[Items from a data source]
=== Section Start ===

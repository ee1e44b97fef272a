use super::*;

use crate::Error;
use malachite::base::num::arithmetic::traits::Parity;

use core::num::NonZeroU32;

/// A precision (number of significant decimal digits) plus a [`Rounding`] mode. Every rounded
/// decimal operation goes through a context, and returns a result with at most
/// [`Self::precision`] significant digits, correctly rounded: it is the exact result, rounded
/// once, according to the mode.
///
/// ```
/// # use fp_precision::{Decimal, DecimalContext, Rounding};
/// let ctx = DecimalContext::new(5, Rounding::HalfEven)?;
/// let third = ctx.div(&Decimal::ONE, &Decimal::from(3));
/// assert_eq!(third.to_string(), "0.33333");
/// # Ok::<(), fp_precision::Error>(())
/// ```
#[derive(Clone, Copy, Debug)]
#[derive(PartialEq, Eq, Hash)]
pub struct DecimalContext {
  precision: NonZeroU32,
  rounding: Rounding,
}

/// How the digits that are cut off compare to half a unit in the last retained place.
#[derive(Clone, Copy, Debug)]
#[derive(PartialEq, Eq, PartialOrd, Ord)]
enum Discarded {
  Nothing,
  BelowHalf,
  Half,
  AboveHalf,
}

impl Discarded {
  /// Classify the cut-off digits `remainder` (out of `unit`), given whether any nonzero digits
  /// beyond `remainder` were already lost (`sticky`).
  fn classify(remainder: Natural, unit: &Natural, sticky: bool) -> Self {
    if remainder == Natural::ZERO {
      return if sticky { Self::BelowHalf } else { Self::Nothing }
    }
    match (remainder << 1u64).cmp(unit) {
      Ordering::Less => Self::BelowHalf,
      Ordering::Equal if sticky => Self::AboveHalf,
      Ordering::Equal => Self::Half,
      Ordering::Greater => Self::AboveHalf,
    }
  }
}

impl DecimalContext {
  /// A context rounding to `precision` significant digits with `rounding`. Fails with
  /// [`Error::InvalidPrecision`] if `precision` is 0.
  pub fn new(precision: u32, rounding: Rounding) -> Result<Self, Error> {
    let precision = NonZeroU32::new(precision).ok_or(Error::InvalidPrecision)?;
    Ok(Self { precision, rounding })
  }

  /// Number of significant digits results are rounded to.
  pub fn precision(&self) -> u32 {
    self.precision.get()
  }

  /// Rounding mode applied when a result doesn't fit in [`Self::precision`] digits.
  pub fn rounding(&self) -> Rounding {
    self.rounding
  }

  /// Round `x` to this context.
  pub fn round(&self, x: &Decimal) -> Decimal {
    self.round_value(x.clone())
  }

  /// Round `a + b` to this context.
  pub fn add(&self, a: &Decimal, b: &Decimal) -> Decimal {
    self.round_value(a + b)
  }

  /// Round `a - b` to this context.
  pub fn sub(&self, a: &Decimal, b: &Decimal) -> Decimal {
    self.round_value(a - b)
  }

  /// Round `a × b` to this context.
  pub fn mul(&self, a: &Decimal, b: &Decimal) -> Decimal {
    self.round_value(a * b)
  }

  /// Round `dividend / divisor` to this context.
  ///
  /// # Panics
  ///
  /// If `divisor` is zero, like integer division does.
  pub fn div(&self, dividend: &Decimal, divisor: &Decimal) -> Decimal {
    assert!(!divisor.is_zero(), "attempt to divide by zero");
    if dividend.is_zero() {
      return Decimal::ZERO
    }
    let (dividend_negative, dividend_magnitude) = dividend.sign_and_magnitude();
    let (divisor_negative, divisor_magnitude) = divisor.sign_and_magnitude();

    // Scale the dividend up so that the integer quotient has at least `precision + 1` digits: if
    // the dividend has `a` digits and the divisor `b`, then after a shift by `s` the quotient is
    // at least 10^(a - 1 + s) / 10^b, so we need a - 1 + s - b ≥ precision. That way there is
    // always at least one digit cut off by rounding, and the integer remainder only has to tell
    // us whether anything *beyond* that digit is nonzero (the sticky bit).
    let precision = u64::from(self.precision.get());
    let shift = (precision + decimal_digits(&divisor_magnitude) + 1)
      .saturating_sub(decimal_digits(&dividend_magnitude));
    let (quotient, remainder) = (dividend_magnitude * pow10(shift)).div_mod(&divisor_magnitude);
    let exponent = narrow_exponent(
      i128::from(dividend.exponent) - i128::from(divisor.exponent) - i128::from(shift),
    );

    self.round_parts(
      dividend_negative != divisor_negative,
      quotient,
      exponent,
      remainder != Natural::ZERO,
    )
  }

  fn round_value(&self, x: Decimal) -> Decimal {
    let exponent = x.exponent;
    let (negative, magnitude) = x.into_sign_and_magnitude();
    self.round_parts(negative, magnitude, exponent, false)
  }

  /// The core rounding routine: round `±magnitude × 10^exponent` to [`Self::precision`] digits.
  ///
  /// `sticky` says whether the value is in fact *slightly more* than `magnitude × 10^exponent`
  /// in absolute value, because nonzero digits were already lost further to the right (as in a
  /// division with nonzero remainder). A sticky value always needs rounding, so it is only valid
  /// if `magnitude` has more digits than the precision.
  fn round_parts(&self, negative: bool, magnitude: Natural, exponent: i64, sticky: bool) -> Decimal {
    let precision = u64::from(self.precision.get());
    let digits = decimal_digits(&magnitude);
    if digits <= precision {
      debug_assert!(!sticky, "Sticky digits beyond a value that needs no rounding");
      return Decimal::from_parts(negative, magnitude, exponent)
    }

    // Cut off the rightmost `dropped` digits; `kept` is the candidate result when rounding
    // towards zero, and `kept + 1` when rounding away from zero.
    let dropped = digits - precision;
    let unit = pow10(dropped);
    let (mut kept, remainder) = magnitude.div_mod(&unit);
    let discarded = Discarded::classify(remainder, &unit, sticky);
    let inexact = discarded != Discarded::Nothing;

    let away_from_zero = match self.rounding {
      Rounding::Down => false,
      Rounding::Up => inexact,
      Rounding::Ceiling => inexact && !negative,
      Rounding::Floor => inexact && negative,
      Rounding::HalfUp => discarded >= Discarded::Half,
      Rounding::HalfDown => discarded > Discarded::Half,
      Rounding::HalfEven => discarded > Discarded::Half || (discarded == Discarded::Half && (&kept).odd()),
    };

    let mut exponent = add_exponents(exponent, dropped as i64);
    if away_from_zero {
      kept += Natural::ONE;
      // 99…9 + 1 carries into one digit too many; the result is then exactly 10^precision, so
      // dividing by 10 loses nothing.
      if decimal_digits(&kept) > precision {
        kept /= Natural::from(10u32);
        exponent = add_exponents(exponent, 1);
      }
    }
    Decimal::from_parts(negative, kept, exponent)
  }
}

=== Section End ===

Required action:
All lines above holding the word "Discarded" make up the answer; copy each one.

Task result:
enum Discarded {
impl Discarded {
    let discarded = Discarded::classify(remainder, &unit, sticky);
    let inexact = discarded != Discarded::Nothing;
      Rounding::HalfUp => discarded >= Discarded::Half,
      Rounding::HalfDown => discarded > Discarded::Half,
      Rounding::HalfEven => discarded > Discarded::Half || (discarded == Discarded::Half && (&kept).odd()),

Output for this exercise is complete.